Given entries below:
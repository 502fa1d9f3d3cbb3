//! Invariant matrix for the mutation engine: after any sequence of
//! add/delete/move operations starting from a valid collection,
//! `validate_structure` reports nothing, deletes cascade exactly, cycles
//! are rejected, and object keys stay unique.

use json_canvas::codec::parse;
use json_canvas::node::{NodeCollection, NodeEdit, NodeId, NodeKind};
use json_canvas::tree::{
    add_node, auto_layout, delete_node, move_node, update_node, validate_structure,
    LayoutDirection, MutationError,
};
use serde_json::json;

fn child_by_key(col: &NodeCollection, parent: NodeId, key: &str) -> NodeId {
    let parent = col.get(parent).unwrap();
    *parent
        .children
        .iter()
        .find(|c| col.get(**c).unwrap().key.as_deref() == Some(key))
        .unwrap()
}

#[test]
fn mixed_mutation_sequence_preserves_invariants() {
    let mut col = parse(r#"{"config": {"debug": true}, "items": [1, 2], "name": "doc"}"#).unwrap();
    let root = col.root_id().unwrap();
    let config = child_by_key(&col, root, "config");
    let items = child_by_key(&col, root, "items");

    // add an object member, an array element and a nested container
    let (next, retries) = add_node(
        &col,
        NodeKind::Number,
        Some(json!(3)),
        config,
        Some("retries".into()),
        None,
        None,
    )
    .unwrap();
    col = next;
    assert!(validate_structure(&col).is_empty());

    let (next, tags) = add_node(&col, NodeKind::Array, None, config, Some("tags".into()), None, None).unwrap();
    col = next;
    assert!(validate_structure(&col).is_empty());

    let (next, _) = add_node(
        &col,
        NodeKind::String,
        Some(json!("alpha")),
        tags,
        None,
        Some(0),
        None,
    )
    .unwrap();
    col = next;
    assert!(validate_structure(&col).is_empty());

    // reparent the retries counter into the array (key is stripped)
    col = move_node(&col, retries, items, Some(1)).unwrap();
    assert!(validate_structure(&col).is_empty());
    assert!(col.get(retries).unwrap().key.is_none());

    // reorder within the same parent
    col = move_node(&col, retries, items, Some(0)).unwrap();
    assert!(validate_structure(&col).is_empty());
    assert_eq!(col.get(items).unwrap().children[0], retries);

    // retype a container
    col = update_node(&col, config, &[NodeEdit::Kind(NodeKind::Null)]).unwrap();
    assert!(validate_structure(&col).is_empty());

    // delete an array element, then lay the document out
    col = delete_node(&col, retries).unwrap();
    assert!(validate_structure(&col).is_empty());
    col = auto_layout(&col, LayoutDirection::Radial).unwrap();
    assert!(validate_structure(&col).is_empty());
}

#[test]
fn delete_cascade_removes_exactly_the_subtree() {
    let col = parse(r#"{"keep": 1, "drop": {"a": [1, 2, {"b": null}], "c": true}}"#).unwrap();
    let root = col.root_id().unwrap();
    let drop = child_by_key(&col, root, "drop");

    let descendants = col.subtree_ids(drop).len() - 1;
    assert_eq!(descendants, 6);

    let next = delete_node(&col, drop).unwrap();
    assert_eq!(col.len() - next.len(), descendants + 1);
    assert!(!next.get(root).unwrap().children.contains(&drop));
    assert!(next.contains(child_by_key(&next, root, "keep")));
    assert!(validate_structure(&next).is_empty());
}

#[test]
fn cycle_moves_are_rejected_unchanged() {
    let col = parse(r#"{"a": {"b": {"c": {}}}}"#).unwrap();
    let root = col.root_id().unwrap();
    let a = child_by_key(&col, root, "a");
    let b = child_by_key(&col, a, "b");
    let c = child_by_key(&col, b, "c");

    for target in [a, b, c] {
        let result = move_node(&col, a, target, None);
        assert_eq!(
            result.unwrap_err(),
            MutationError::WouldCreateCycle { id: a }
        );
    }
    // the source collection was never touched
    assert!(validate_structure(&col).is_empty());
    assert_eq!(col.get(a).unwrap().parent, Some(root));
}

#[test]
fn moving_the_root_is_always_a_cycle() {
    let col = parse(r#"{"a": {}}"#).unwrap();
    let root = col.root_id().unwrap();
    let a = child_by_key(&col, root, "a");
    assert!(matches!(
        move_node(&col, root, a, None),
        Err(MutationError::WouldCreateCycle { .. })
    ));
}

#[test]
fn duplicate_object_keys_are_rejected_everywhere() {
    let col = parse(r#"{"x": 1, "other": {"x": 9}}"#).unwrap();
    let root = col.root_id().unwrap();
    let other = child_by_key(&col, root, "other");
    let inner_x = child_by_key(&col, other, "x");

    // add with a taken key
    assert!(matches!(
        add_node(&col, NodeKind::Null, None, root, Some("x".into()), None, None),
        Err(MutationError::DuplicateKey { .. })
    ));
    // move that would collide
    assert!(matches!(
        move_node(&col, inner_x, root, None),
        Err(MutationError::DuplicateKey { .. })
    ));
    // rename that would collide
    assert!(matches!(
        update_node(&col, other, &[NodeEdit::Key(Some("x".into()))]),
        Err(MutationError::DuplicateKey { .. })
    ));
    // the same key in different objects is fine
    assert!(validate_structure(&col).is_empty());
}

#[test]
fn unknown_ids_reject_without_touching_state() {
    let col = parse(r#"{"a": 1}"#).unwrap();
    let ghost = {
        // an id that is definitely not in the collection
        let other = parse("0").unwrap();
        other.root_id().unwrap()
    };
    assert!(delete_node(&col, ghost).is_err());
    assert!(update_node(&col, ghost, &[NodeEdit::Expanded(false)]).is_err());
    assert!(move_node(&col, ghost, col.root_id().unwrap(), None).is_err());
    assert!(validate_structure(&col).is_empty());
}

#[test]
fn kind_change_reserializes_cleanly() {
    let col = parse(r#"{"a": {"deep": [1, 2, 3]}}"#).unwrap();
    let root = col.root_id().unwrap();
    let a = child_by_key(&col, root, "a");

    let next = update_node(&col, a, &[NodeEdit::Kind(NodeKind::Array)]).unwrap();
    assert!(validate_structure(&next).is_empty());
    let out = json_canvas::codec::serialize_with(
        &next,
        &json_canvas::codec::SerializeOptions { compact: true },
    )
    .unwrap();
    assert_eq!(out, r#"{"a":[]}"#);
}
End of Given entries.
Directions:
Whenever a line above includes the string "LayoutDirection", copy it.

Exercise output:
    LayoutDirection, MutationError,
    col = auto_layout(&col, LayoutDirection::Radial).unwrap();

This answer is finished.